The heartbreak that resulted from these ongoing misunderstandings led Heather to write a children’s book titled I’m The Biggest Helper With Momma’s Autoimmune Disease.  

“The book is a tool that I built in my greatest time of need for my family, and it’s ultimately what helped my kid understand what my illness is,” she said. “It taught him that you can’t always see when somebody’s in pain, and it allowed me to show these age appropriate tasks, to share how helpful and compassionate he’s been, and to really speak from my soul to his.”  

This book helped to kickstart Heather’s advocacy journey. She originally sold copies of the book for charity, but once she started to share about the book – and her conditions – online, she found a significant Sjögren's community on TikTok. She now approaches her online advocacy with the same generosity she experienced from Sjögren's support groups.  

“My entire life changed the first time I went to an in person support group meeting with the Sjögren's Society of Canada. It was me and five other ladies. We shared our experiences, our feelings about our doctors, but then one person pulled a lip balm out of their purse and said it was magic,” she said. “So we all got our phones out and took a picture, then the next person recommended a new type of eye drop. This is where I learned that I needed to be using preservative free eyedrops, that that’s why my eyedrops were burning. That’s a core memory for me now: I want to help others feel less alone and more supported, the same feeling that those ladies gave to me.”  

Heather’s continued to expand her online reach, launching "The Sjögren's Roadmap" to continue providing resources to people on their chronic illness journeys, wherever they’re at.  

“I started by developing resources that I was needing, like a one page worksheet to help me prepare for my rheumatologist appointments,” she said. “I created worksheets for a medical binder, too, because people with complex health needs, we need to be our own advocates.
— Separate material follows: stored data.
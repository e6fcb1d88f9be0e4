// -*- mode: rust; -*-
//
// This file is part of f25519.
// Copyright (c) 2025 The f25519 Developers
// See LICENSE for licensing information.

//! Canonical encodings of the additive and multiplicative identities.
//!
//! Grounded on `f25519_zero`/`f25519_one` in
//! `examples/original_source/src/f25519.c`.

use crate::field::FieldElement;

/// The additive identity, encoded canonically as 32 zero bytes.
pub const ZERO: FieldElement = FieldElement::from_bytes_raw([0u8; 32]);

/// The multiplicative identity, encoded canonically as `1` in the low byte.
pub const ONE: FieldElement = FieldElement::from_bytes_raw({
    let mut bytes = [0u8; 32];
    bytes[0] = 1;
    bytes
});
use anyhow::{Context, Result};
use async_trait::async_trait;
use sha2::{Digest, Sha256};
use std::path::{Path, PathBuf};
use tokio::fs;

pub mod codec;

pub use codec::{ArmoredKeyCodec, DecodeError, KeyCodec, KeyEncoding, KeyKind, KeyRing};

/// Persistence for key rings received from a peer.
#[async_trait]
pub trait KeyRingStore: Send + Sync {
    /// Store a ring and return its id.
    async fn put(&self, ring: &KeyRing) -> Result<String>;
    async fn get(&self, id: &str) -> Result<Option<KeyRing>>;
    async fn list(&self) -> Result<Vec<String>>;
}

/// Short content id: first 8 bytes of SHA-256, hex.
pub fn key_ring_id(data: &[u8]) -> String {
    let hash = Sha256::digest(data);
    hex::encode(&hash[..8])
}

/// Keeps rings as `<base>/keyrings/<id>.asc` or `<id>.gpg`.
#[derive(Clone)]
pub struct LocalKeyRingStore {
    rings_dir: PathBuf,
    codec: ArmoredKeyCodec,
}

impl LocalKeyRingStore {
    pub fn new(base_dir: impl AsRef<Path>) -> Result<Self> {
        let rings_dir = base_dir.as_ref().join("keyrings");
        std::fs::create_dir_all(&rings_dir).context("Failed to create keyrings directory")?;

        Ok(Self {
            rings_dir,
            codec: ArmoredKeyCodec,
        })
    }

    pub fn path_for(&self, id: &str, encoding: KeyEncoding) -> PathBuf {
        self.rings_dir
            .join(format!("{}.{}", id, encoding.file_extension()))
    }
}

#[async_trait]
impl KeyRingStore for LocalKeyRingStore {
    async fn put(&self, ring: &KeyRing) -> Result<String> {
        let bytes = self.codec.serialize(ring);
        let id = key_ring_id(&bytes);
        let path = self.path_for(&id, ring.encoding);

        fs::write(&path, &bytes)
            .await
            .with_context(|| format!("Failed to write key ring {}", path.display()))?;

        tracing::debug!("Stored key ring {} ({} bytes)", id, bytes.len());
        Ok(id)
    }

    async fn get(&self, id: &str) -> Result<Option<KeyRing>> {
        for encoding in [KeyEncoding::Armored, KeyEncoding::Binary] {
            let path = self.path_for(id, encoding);
            if !path.exists() {
                continue;
            }
            let data = fs::read(&path)
                .await
                .with_context(|| format!("Failed to read key ring {}", id))?;
            let ring = self
                .codec
                .deserialize(&data)
                .with_context(|| format!("Stored key ring {} is corrupt", id))?;
            return Ok(Some(ring));
        }
        Ok(None)
    }

    async fn list(&self) -> Result<Vec<String>> {
        let mut ids = Vec::new();
        let mut entries = fs::read_dir(&self.rings_dir)
            .await
            .context("Failed to list keyrings directory")?;
        while let Some(entry) = entries.next_entry().await? {
            let path = entry.path();
            let known = matches!(
                path.extension().and_then(|e| e.to_str()),
                Some("asc") | Some("gpg")
            );
            if let (true, Some(stem)) = (known, path.file_stem().and_then(|s| s.to_str())) {
                ids.push(stem.to_string());
            }
        }
        ids.sort();
        Ok(ids)
    }
}

#[cfg(test)]
mod tests {
    use super::*;
    use tempfile::TempDir;

    const ARMORED: &[u8] =
        b"-----BEGIN PGP PUBLIC KEY BLOCK-----\n\nmDMEZ\n-----END PGP PUBLIC KEY BLOCK-----\n";

    #[tokio::test]
    async fn test_store_roundtrip() -> Result<()> {
        let temp = TempDir::new()?;
        let store = LocalKeyRingStore::new(temp.path())?;

        let ring = ArmoredKeyCodec.deserialize(ARMORED)?;
        let id = store.put(&ring).await?;
        assert_eq!(id.len(), 16);
        assert!(temp.path().join("keyrings").join(format!("{id}.asc")).exists());

        let retrieved = store.get(&id).await?;
        assert_eq!(retrieved, Some(ring));

        let missing = store.get("0000000000000000").await?;
        assert_eq!(missing, None);

        Ok(())
    }

    #[tokio::test]
    async fn binary_rings_use_gpg_extension() -> Result<()> {
        let temp = TempDir::new()?;
        let store = LocalKeyRingStore::new(temp.path())?;

        let binary = ArmoredKeyCodec.deserialize(&[0x99, 0x01, 0x0d, 0x04])?;
        let armored = ArmoredKeyCodec.deserialize(ARMORED)?;
        let bin_id = store.put(&binary).await?;
        let asc_id = store.put(&armored).await?;

        assert!(store.path_for(&bin_id, KeyEncoding::Binary).exists());
        let mut expected = vec![bin_id, asc_id];
        expected.sort();
        assert_eq!(store.list().await?, expected);

        Ok(())
    }

    #[test]
    fn ids_are_stable() {
        assert_eq!(key_ring_id(b"abc"), "ba7816bf8f01cfea");
    }
}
This means we, unfortunately, need to organize our own health binders and navigate all of that.”  

In addition to providing first hand experiential knowledge to other people living with Sjögren's, Heather is working to teach people without chronic illnesses how to better support others.

“The best thing you can do to support a person with complex health conditions is to listen. Let them talk about it, really try to be an active listener, and seek to understand,” she said. “Don’t minimize the pain they’re in, and understand that so many diseases are invisible. Just because someone has a smile on their face doesn’t mean they’re not in pain.”